Work item
Return, from the listing that follows, each line containing the word "ConstrainedTask".

+ + + +

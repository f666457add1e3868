//! Constrained selection - restriction criteria filter, goal criteria choose.

use serde::{Deserialize, Serialize};
use tracing::{debug, info};

use super::concession::{weighted_products, weighted_sums};
use super::params::SelectionParams;
use super::principle::OptimalityPrinciple;
use super::reference_point::{anti_ideal_point, distances, ideal_point};
use super::selector::{OptimalitySelector, Selection};
use super::weights::CriterionWeights;
use crate::domain::foundation::{AnalysisError, ConfigurationError, DecisionMatrix, ValidationError};

/// Goal/restriction partition of the criteria plus the principle and limit
/// used on the restriction side.
#[derive(Debug, Clone, PartialEq, Serialize, Deserialize)]
pub struct ConstrainedTask {
    pub goals: Vec<String>,
    pub restrictions: Vec<String>,
    pub principle: OptimalityPrinciple,
    pub limit: f64,
}

impl ConstrainedTask {
    /// Checks the partition against the matrix and the principle against the
    /// four supported in constrained mode.
    ///
    /// # Errors
    /// - `ValidationError::EmptyField` for empty goal or restriction lists
    /// - `ValidationError::UnknownName` for a criterion not in the matrix
    /// - `ValidationError::DuplicateName` for a criterion listed on both sides
    /// - `ConfigurationError::UnsupportedConstrainedPrinciple`
    pub fn validate(&self, matrix: &DecisionMatrix) -> Result<(), AnalysisError> {
        if !self.principle.supports_constraints() {
            return Err(ConfigurationError::UnsupportedConstrainedPrinciple {
                principle: self.principle.to_string(),
            }
            .into());
        }
        if self.goals.is_empty() {
            return Err(ValidationError::empty_field("goals").into());
        }
        if self.restrictions.is_empty() {
            return Err(ValidationError::empty_field("restrictions").into());
        }
        if !self.limit.is_finite() {
            return Err(ValidationError::non_finite("limit", 0, 0).into());
        }
        for name in self.goals.iter().chain(&self.restrictions) {
            if matrix.criterion_index(name).is_none() {
                return Err(ValidationError::unknown_name("criterion", name.clone()).into());
            }
        }
        if let Some(both) = self.goals.iter().find(|g| self.restrictions.contains(g)) {
            return Err(ValidationError::duplicate_name("criterion", both.clone()).into());
        }
        Ok(())
    }
}

/// Outcome of a constrained selection.
#[derive(Debug, Clone, PartialEq, Serialize, Deserialize)]
pub struct ConstrainedSelection {
    pub principle: OptimalityPrinciple,
    /// Restriction-side score per alternative (distance, sum or product).
    pub restriction_scores: Vec<f64>,
    pub survivors: Vec<String>,
    /// Goal-side selection; absent when no alternative survived.
    pub goal: Option<Selection>,
    pub winners: Vec<String>,
}

impl OptimalitySelector {
    /// Filters alternatives whose restriction score passes `limit`, then
    /// applies the same principle to the goal criteria among the survivors.
    ///
    /// Ideal point keeps distance < limit, anti-ideal keeps distance > limit,
    /// both concessions keep score > limit. No survivors means no winners.
    pub fn select_constrained(
        matrix: &DecisionMatrix,
        weights: &CriterionWeights,
        task: &ConstrainedTask,
        params: &SelectionParams,
    ) -> Result<ConstrainedSelection, AnalysisError> {
        task.validate(matrix)?;
        params.ensure_thresholds_known(matrix)?;

        let restricted = matrix.select_criteria(&task.restrictions)?;
        let restriction_weights = weights
            .restricted_to(&task.restrictions)
            .for_matrix(&restricted)?;
        let restriction_params = params.restricted_to(&task.restrictions);

        let restriction_scores = match task.principle {
            OptimalityPrinciple::IdealPoint => {
                let reference = ideal_point(&restricted, &restriction_params)?;
                distances(&restricted, &restriction_weights, &reference, restriction_params.metric)
            }
            OptimalityPrinciple::AntiIdealPoint => {
                let reference = anti_ideal_point(&restricted, &restriction_params)?;
                distances(&restricted, &restriction_weights, &reference, restriction_params.metric)
            }
            OptimalityPrinciple::AbsoluteConcession => weighted_sums(&restricted, &restriction_weights),
            OptimalityPrinciple::RelativeConcession => {
                weighted_products(&restricted, &restriction_weights)?
            }
            other => {
                return Err(ConfigurationError::UnsupportedConstrainedPrinciple {
                    principle: other.to_string(),
                }
                .into())
            }
        };
        let keep = |score: f64| match task.principle {
            OptimalityPrinciple::IdealPoint => score < task.limit,
            _ => score > task.limit,
        };

        let survivors: Vec<String> = matrix
            .alternatives()
            .iter()
            .zip(&restriction_scores)
            .filter(|(_, score)| keep(**score))
            .map(|(name, _)| name.clone())
            .collect();
        debug!(
            principle = %task.principle,
            limit = task.limit,
            survivors = ?survivors,
            "restrictions applied"
        );

        if survivors.is_empty() {
            info!(principle = %task.principle, "no alternative satisfies the restrictions");
            return Ok(ConstrainedSelection {
                principle: task.principle,
                restriction_scores,
                survivors,
                goal: None,
                winners: Vec::new(),
            });
        }

        let goal_matrix = matrix
            .select_criteria(&task.goals)?
            .select_alternatives(&survivors)?;
        let goal = Self::select(
            &goal_matrix,
            &weights.restricted_to(&task.goals),
            task.principle,
            &params.restricted_to(&task.goals),
        )?;
        let winners = goal.winners.clone();

        Ok(ConstrainedSelection {
            principle: task.principle,
            restriction_scores,
            survivors,
            goal: Some(goal),
            winners,
        })
    }
}

#[cfg(test)]
mod tests {
    use super::*;

    fn matrix() -> DecisionMatrix {
        DecisionMatrix::builder()
            .alternatives(vec!["A", "B", "C"])
            .criterion("profit", vec![9.0, 6.0, 4.0])
            .criterion("safety", vec![1.0, 5.0, 6.0])
            .criterion("comfort", vec![2.0, 4.0, 5.0])
            .build()
            .unwrap()
    }

    fn task(principle: OptimalityPrinciple, limit: f64) -> ConstrainedTask {
        ConstrainedTask {
            goals: vec!["profit".to_string()],
            restrictions: vec!["safety".to_string(), "comfort".to_string()],
            principle,
            limit,
        }
    }

    fn run(task: &ConstrainedTask) -> Result<ConstrainedSelection, AnalysisError> {
        OptimalitySelector::select_constrained(
            &matrix(),
            &CriterionWeights::uniform(),
            task,
            &SelectionParams::default(),
        )
    }

    #[test]
    fn absolute_concession_filters_then_maximizes_goal() {
        // restriction sums: 3, 9, 11
        let selection = run(&task(OptimalityPrinciple::AbsoluteConcession, 5.0)).unwrap();
        assert_eq!(selection.restriction_scores, vec![3.0, 9.0, 11.0]);
        assert_eq!(selection.survivors, vec!["B", "C"]);
        assert_eq!(selection.winners, vec!["B"]);
    }

    #[test]
    fn ideal_point_keeps_alternatives_closer_than_limit() {
        // ideal (6, 5): distances A ~ 5.83, B ~ 1.41, C = 0
        let selection = run(&task(OptimalityPrinciple::IdealPoint, 2.0)).unwrap();
        assert_eq!(selection.survivors, vec!["B", "C"]);
        assert_eq!(selection.winners, vec!["B"]);
    }

    #[test]
    fn anti_ideal_point_keeps_alternatives_farther_than_limit() {
        // anti-ideal (1, 2): distances A = 0, B ~ 4.47, C ~ 5.83
        let selection = run(&task(OptimalityPrinciple::AntiIdealPoint, 5.0)).unwrap();
        assert_eq!(selection.survivors, vec!["C"]);
        assert_eq!(selection.winners, vec!["C"]);
    }

    #[test]
    fn relative_concession_uses_products() {
        // restriction products: 2, 20, 30
        let selection = run(&task(OptimalityPrinciple::RelativeConcession, 25.0)).unwrap();
        assert_eq!(selection.survivors, vec!["C"]);
    }

    #[test]
    fn no_survivors_gives_empty_winners() {
        let selection = run(&task(OptimalityPrinciple::AbsoluteConcession, 100.0)).unwrap();
        assert!(selection.survivors.is_empty());
        assert!(selection.goal.is_none());
        assert!(selection.winners.is_empty());
    }

    #[test]
    fn unsupported_principle_is_configuration_error() {
        let result = run(&task(OptimalityPrinciple::Pareto, 1.0));
        assert!(matches!(
            result,
            Err(AnalysisError::Configuration(
                ConfigurationError::UnsupportedConstrainedPrinciple { .. }
            ))
        ));
    }

    #[test]
    fn overlapping_partition_is_rejected() {
        let mut overlapping = task(OptimalityPrinciple::IdealPoint, 1.0);
        overlapping.goals.push("safety".to_string());
        assert!(matches!(
            run(&overlapping),
            Err(AnalysisError::Validation(ValidationError::DuplicateName { .. }))
        ));
    }

    #[test]
    fn empty_goals_are_rejected() {
        let mut empty = task(OptimalityPrinciple::IdealPoint, 1.0);
        empty.goals.clear();
        assert!(matches!(
            run(&empty),
            Err(AnalysisError::Validation(ValidationError::EmptyField { .. }))
        ));
    }

    #[test]
    fn unknown_restriction_is_rejected() {
        let mut unknown = task(OptimalityPrinciple::IdealPoint, 1.0);
        unknown.restrictions.push("noise".to_string());
        assert!(matches!(
            run(&unknown),
            Err(AnalysisError::Validation(ValidationError::UnknownName { .. }))
        ));
    }

    #[test]
    fn misspelled_threshold_is_rejected_before_restriction() {
        let params = SelectionParams {
            main_thresholds: [("saftey".to_string(), 3.0)].into_iter().collect(),
            ..SelectionParams::default()
        };
        let result = OptimalitySelector::select_constrained(
            &matrix(),
            &CriterionWeights::uniform(),
            &task(OptimalityPrinciple::AbsoluteConcession, 5.0),
            &params,
        );
        assert!(matches!(
            result,
            Err(AnalysisError::Validation(ValidationError::UnknownName { .. }))
        ));
    }
}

+ + + +

Answer section
pub struct ConstrainedTask {
impl ConstrainedTask {
        task: &ConstrainedTask,
    fn task(principle: OptimalityPrinciple, limit: f64) -> ConstrainedTask {
        ConstrainedTask {
    fn run(task: &ConstrainedTask) -> Result<ConstrainedSelection, AnalysisError> {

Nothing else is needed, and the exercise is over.